The Pulitzer Prizes for 1981 were announced on April 13, 1981.

The winner in each category is listed first, in bold, followed by the other finalists.

==Journalism awards==
- Public Service:
  - The Charlotte Observer, for its week-long series, "Brown Lung: A Case of Deadly Neglect", about byssinosis among North Carolina's textile workers, caused by cotton dust exposure.
  - Independent & Press-Telegram (Long Beach, California), for its report on unnecessary deaths due to inadequate emergency room care in Los Angeles County.
  - The Tennessean, for reporting on the national resurgence of the Ku Klux Klan.

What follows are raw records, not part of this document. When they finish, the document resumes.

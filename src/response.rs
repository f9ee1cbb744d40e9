use axum::{
    http::StatusCode,
    response::{IntoResponse, Response},
    Json,
};
use serde::Serialize;

/// `{ success, data?, message? }`, the shape every JSON response shares.
#[derive(Debug, Serialize)]
pub struct Envelope<T: Serialize> {
    pub success: bool,
    #[serde(skip_serializing_if = "Option::is_none")]
    pub data: Option<T>,
    #[serde(skip_serializing_if = "Option::is_none")]
    pub message: Option<String>,
}

/// Successful response wrapped in the envelope.
#[derive(Debug)]
pub struct ApiResponse<T: Serialize> {
    status: StatusCode,
    body: Envelope<T>,
}

impl<T: Serialize> ApiResponse<T> {
    pub fn ok(data: T) -> Self {
        Self::with_status(StatusCode::OK, data)
    }

    pub fn created(data: T) -> Self {
        Self::with_status(StatusCode::CREATED, data)
    }

    pub fn with_status(status: StatusCode, data: T) -> Self {
        Self {
            status,
            body: Envelope {
                success: true,
                data: Some(data),
                message: None,
            },
        }
    }

    pub fn with_message(mut self, message: impl Into<String>) -> Self {
        self.body.message = Some(message.into());
        self
    }

    pub fn status(mut self, status: StatusCode) -> Self {
        self.status = status;
        self
    }
}

impl ApiResponse<()> {
    /// Confirmation without a payload.
    pub fn message(message: impl Into<String>) -> Self {
        Self {
            status: StatusCode::OK,
            body: Envelope {
                success: true,
                data: None,
                message: Some(message.into()),
            },
        }
    }
}

impl<T: Serialize> IntoResponse for ApiResponse<T> {
    fn into_response(self) -> Response {
        (self.status, Json(self.body)).into_response()
    }
}
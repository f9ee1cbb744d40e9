//! Extractors whose rejections go through [`AppError`] so malformed input
//! still answers with the JSON envelope.

use axum::extract::{FromRequest, FromRequestParts};

use crate::error::AppError;

#[derive(Debug, FromRequest)]
#[from_request(via(axum::Json), rejection(AppError))]
pub struct AppJson<T>(pub T);

#[derive(Debug, FromRequestParts)]
#[from_request(via(axum::extract::Path), rejection(AppError))]
pub struct AppPath<T>(pub T);
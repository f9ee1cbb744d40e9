use serde::{Deserialize, Serialize};

use crate::dtos::user::UserResponse;

#[derive(Debug, Deserialize)]
pub struct LoginRequest {
    #[serde(default)]
    pub email: String,
    #[serde(default)]
    pub password: String,
}

/// Public sign-up; always creates a `client`.
#[derive(Debug, Default, Deserialize)]
pub struct RegisterRequest {
    #[serde(rename = "nombre")]
    pub name: Option<String>,
    pub email: Option<String>,
    pub password: Option<String>,
    #[serde(rename = "telefono")]
    pub phone: Option<String>,
    #[serde(rename = "direccion")]
    pub address: Option<String>,
    #[serde(rename = "empresa")]
    pub company: Option<String>,
    #[serde(rename = "nif")]
    pub tax_id: Option<String>,
}

#[derive(Debug, Serialize)]
pub struct SessionResponse {
    pub user: UserResponse,
    pub token: String,
    pub token_type: &'static str,
    pub expires_in_seconds: i64,
}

- Local General or Spot News Reporting:
  - Staff of The Daily News (Longview, Washington), for its coverage of the eruption of Mount St. Helens, including the photographs by Roger A. Werth.
  - Staff of The Miami Herald, for coverage of the 1980 Miami riots.

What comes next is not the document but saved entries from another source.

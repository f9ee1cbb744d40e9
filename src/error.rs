// src/error.rs
use axum::{
    extract::rejection::{JsonRejection, PathRejection},
    http::StatusCode,
    response::{IntoResponse, Response},
    Json,
};
use serde_json::json;
use thiserror::Error;

const GENERIC_INTERNAL_MESSAGE: &str = "Error interno del servidor";

/// Every failure a service can report. The HTTP status is a pure function of
/// the variant, see [`AppError::status_code`].
#[derive(Debug, Error)]
pub enum AppError {
    #[error("{0}")]
    Validation(String),
    #[error("{0}")]
    Unauthenticated(String),
    #[error("{0}")]
    Forbidden(String),
    #[error("{0}")]
    NotFound(String),
    #[error("{0}")]
    Conflict(String),
    #[error("{0}")]
    MethodNotAllowed(String),
    #[error("database error: {0}")]
    Database(#[from] sqlx::Error),
    #[error("internal error: {0}")]
    Internal(String),
}

impl AppError {
    pub fn validation(msg: impl Into<String>) -> Self {
        AppError::Validation(msg.into())
    }

    pub fn unauthenticated(msg: impl Into<String>) -> Self {
        AppError::Unauthenticated(msg.into())
    }

    pub fn forbidden(msg: impl Into<String>) -> Self {
        AppError::Forbidden(msg.into())
    }

    pub fn not_found(msg: impl Into<String>) -> Self {
        AppError::NotFound(msg.into())
    }

    pub fn conflict(msg: impl Into<String>) -> Self {
        AppError::Conflict(msg.into())
    }

    pub fn internal(msg: impl Into<String>) -> Self {
        AppError::Internal(msg.into())
    }

    pub fn status_code(&self) -> StatusCode {
        match self {
            AppError::Validation(_) => StatusCode::BAD_REQUEST,
            AppError::Unauthenticated(_) => StatusCode::UNAUTHORIZED,
            AppError::Forbidden(_) => StatusCode::FORBIDDEN,
            AppError::NotFound(_) => StatusCode::NOT_FOUND,
            AppError::Conflict(_) => StatusCode::CONFLICT,
            AppError::MethodNotAllowed(_) => StatusCode::METHOD_NOT_ALLOWED,
            AppError::Database(_) | AppError::Internal(_) => StatusCode::INTERNAL_SERVER_ERROR,
        }
    }

    /// Message safe to hand to the caller. Server-side failures are redacted.
    pub fn public_message(&self) -> String {
        match self {
            AppError::Database(_) | AppError::Internal(_) => GENERIC_INTERNAL_MESSAGE.to_string(),
            other => other.to_string(),
        }
    }
}

impl IntoResponse for AppError {
    fn into_response(self) -> Response {
        let status = self.status_code();
        if status.is_server_error() {
            tracing::error!(error = %self, "request failed");
        } else {
            tracing::debug!(%status, error = %self, "request rejected");
        }

        let body = Json(json!({
            "success": false,
            "message": self.public_message(),
        }));

        (status, body).into_response()
    }
}

impl From<JsonRejection> for AppError {
    fn from(rejection: JsonRejection) -> Self {
        AppError::Validation(format!("Cuerpo de la petición no válido: {}", rejection.body_text()))
    }
}

impl From<PathRejection> for AppError {
    fn from(rejection: PathRejection) -> Self {
        AppError::Validation(format!("Parámetro de ruta no válido: {}", rejection.body_text()))
    }
}

/// Maps a Postgres unique violation to `Conflict`, anything else to `Database`.
pub fn map_unique_violation(err: sqlx::Error, message: &str) -> AppError {
    match err {
        sqlx::Error::Database(db_err) if db_err.code().as_deref() == Some("23505") => {
            AppError::conflict(message)
        }
        other => other.into(),
    }
}

/// Body for requests that matched no route.
pub async fn not_found_fallback() -> AppError {
    AppError::not_found("Ruta no encontrada")
}

/// Body for a known path called with a method it does not serve.
pub async fn method_not_allowed_fallback() -> AppError {
    AppError::MethodNotAllowed("Método no permitido".to_string())
}
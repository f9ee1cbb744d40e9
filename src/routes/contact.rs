use axum::{Router, routing::post};
use crate::state::AppState;
use crate::handlers::contact::submit;

pub fn routes() -> Router<AppState> {
    Router::new().route("/api/contact", post(submit))
}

  - Staff of the Baltimore News American, for "The Snowball Tragedy", a report about an elderly man accused of killing a teenager for throwing snowballs at his house.
- Local Investigative Specialized Reporting:
  - Clark Hallas and Robert B. Lowe of The Arizona Daily Star, for their investigation of misuse of funds by University of Arizona football coach Tony Mason and his staff.
  - Pamela Zekman, Gene Mustain, Gilbert Jimenez, Norma Sosa, Larry Cose, Patricia Smith, and John Whit of the Chicago Sun-Times, for their series, "The Accident Swindlers", an undercover investigation of lawyers and doctors cheating insurance companies out of excessive payouts for minor car accidents.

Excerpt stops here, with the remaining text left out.